[Stored data]
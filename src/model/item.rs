//! What a division sells.

/// Industry weights that fold product stats into a single rating.
#[derive(Debug, Clone, Copy, PartialEq, Default)]
#[cfg_attr(feature = "serde", derive(serde::Serialize, serde::Deserialize))]
pub struct RatingWeights {
    pub quality: f64,
    pub performance: f64,
    pub durability: f64,
    pub reliability: f64,
    pub aesthetics: f64,
    pub features: f64,
}

impl RatingWeights {
    pub const TOBACCO: RatingWeights = RatingWeights {
        quality: 0.7,
        performance: 0.0,
        durability: 0.1,
        reliability: 0.0,
        aesthetics: 0.2,
        features: 0.0,
    };

    pub const SOFTWARE: RatingWeights = RatingWeights {
        quality: 0.2,
        performance: 0.2,
        durability: 0.2,
        reliability: 0.2,
        aesthetics: 0.0,
        features: 0.2,
    };

    pub const COMPUTER_HARDWARE: RatingWeights = RatingWeights {
        quality: 0.15,
        performance: 0.25,
        durability: 0.25,
        reliability: 0.2,
        aesthetics: 0.05,
        features: 0.1,
    };
}

/// A raw material sold on the open market.
#[derive(Debug, Clone, Copy, PartialEq)]
#[cfg_attr(feature = "serde", derive(serde::Serialize, serde::Deserialize))]
pub struct MaterialListing {
    pub quality: f64,
    /// Base markup of the material type.
    pub base_markup: f64,
    pub market_price: f64,
    pub demand: f64,
    pub competition: f64,
}

/// Lifecycle stage of a product.
#[derive(Debug, Clone, Copy, PartialEq)]
#[cfg_attr(feature = "serde", derive(serde::Serialize, serde::Deserialize))]
pub enum ProductStage {
    /// Still being designed; stats depend on who is staffed while it develops.
    InDevelopment {
        design_investment: f64,
        advertising_investment: f64,
        rating_weights: RatingWeights,
    },
    /// Finished and on sale with a known rating and markup.
    Listed { rating: f64, markup: f64 },
}

/// A manufactured product.
#[derive(Debug, Clone, Copy, PartialEq)]
#[cfg_attr(feature = "serde", derive(serde::Serialize, serde::Deserialize))]
pub struct ProductListing {
    pub stage: ProductStage,
    pub demand: f64,
    pub competition: f64,
    /// Per-unit production cost, the product's reference price.
    pub production_cost: f64,
}

/// The good a candidate staffing is scored against.
#[derive(Debug, Clone, Copy, PartialEq)]
#[cfg_attr(feature = "serde", derive(serde::Serialize, serde::Deserialize))]
pub enum Item {
    Material(MaterialListing),
    Product(ProductListing),
}

impl Item {
    /// Products are composite goods; their office production is halved.
    pub fn is_product(&self) -> bool {
        matches!(self, Item::Product(_))
    }

    /// Whether the item has not been released yet.
    pub fn in_development(&self) -> bool {
        matches!(
            self,
            Item::Product(ProductListing {
                stage: ProductStage::InDevelopment { .. },
                ..
            })
        )
    }

    pub fn demand(&self) -> f64 {
        match self {
            Item::Material(m) => m.demand,
            Item::Product(p) => p.demand,
        }
    }

    pub fn competition(&self) -> f64 {
        match self {
            Item::Material(m) => m.competition,
            Item::Product(p) => p.competition,
        }
    }

    /// Price the markup is added on top of.
    pub fn reference_price(&self) -> f64 {
        match self {
            Item::Material(m) => m.market_price,
            Item::Product(p) => p.production_cost,
        }
    }
}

### WHAT THE TASK REQUIRES
Restate the data above word for word.

### REPLY
filename src/model/item.rs
//! What a division sells.

/// Industry weights that fold product stats into a single rating.
#[derive(Debug, Clone, Copy, PartialEq, Default)]
#[cfg_attr(feature = "serde", derive(serde::Serialize, serde::Deserialize))]
pub struct RatingWeights {
    pub quality: f64,
    pub performance: f64,
    pub durability: f64,
    pub reliability: f64,
    pub aesthetics: f64,
    pub features: f64,
}

impl RatingWeights {
    pub const TOBACCO: RatingWeights = RatingWeights {
        quality: 0.7,
        performance: 0.0,
        durability: 0.1,
        reliability: 0.0,
        aesthetics: 0.2,
        features: 0.0,
    };

    pub const SOFTWARE: RatingWeights = RatingWeights {
        quality: 0.2,
        performance: 0.2,
        durability: 0.2,
        reliability: 0.2,
        aesthetics: 0.0,
        features: 0.2,
    };

    pub const COMPUTER_HARDWARE: RatingWeights = RatingWeights {
        quality: 0.15,
        performance: 0.25,
        durability: 0.25,
        reliability: 0.2,
        aesthetics: 0.05,
        features: 0.1,
    };
}

/// A raw material sold on the open market.
#[derive(Debug, Clone, Copy, PartialEq)]
#[cfg_attr(feature = "serde", derive(serde::Serialize, serde::Deserialize))]
pub struct MaterialListing {
    pub quality: f64,
    /// Base markup of the material type.
    pub base_markup: f64,
    pub market_price: f64,
    pub demand: f64,
    pub competition: f64,
}

/// Lifecycle stage of a product.
#[derive(Debug, Clone, Copy, PartialEq)]
#[cfg_attr(feature = "serde", derive(serde::Serialize, serde::Deserialize))]
pub enum ProductStage {
    /// Still being designed; stats depend on who is staffed while it develops.
    InDevelopment {
        design_investment: f64,
        advertising_investment: f64,
        rating_weights: RatingWeights,
    },
    /// Finished and on sale with a known rating and markup.
    Listed { rating: f64, markup: f64 },
}

/// A manufactured product.
#[derive(Debug, Clone, Copy, PartialEq)]
#[cfg_attr(feature = "serde", derive(serde::Serialize, serde::Deserialize))]
pub struct ProductListing {
    pub stage: ProductStage,
    pub demand: f64,
    pub competition: f64,
    /// Per-unit production cost, the product's reference price.
    pub production_cost: f64,
}

/// The good a candidate staffing is scored against.
#[derive(Debug, Clone, Copy, PartialEq)]
#[cfg_attr(feature = "serde", derive(serde::Serialize, serde::Deserialize))]
pub enum Item {
    Material(MaterialListing),
    Product(ProductListing),
}

impl Item {
    /// Products are composite goods; their office production is halved.
    pub fn is_product(&self) -> bool {
        matches!(self, Item::Product(_))
    }

    /// Whether the item has not been released yet.
    pub fn in_development(&self) -> bool {
        matches!(
            self,
            Item::Product(ProductListing {
                stage: ProductStage::InDevelopment { .. },
                ..
            })
        )
    }

    pub fn demand(&self) -> f64 {
        match self {
            Item::Material(m) => m.demand,
            Item::Product(p) => p.demand,
        }
    }

    pub fn competition(&self) -> f64 {
        match self {
            Item::Material(m) => m.competition,
            Item::Product(p) => p.competition,
        }
    }

    /// Price the markup is added on top of.
    pub fn reference_price(&self) -> f64 {
        match self {
            Item::Material(m) => m.market_price,
            Item::Product(p) => p.production_cost,
        }
    }
}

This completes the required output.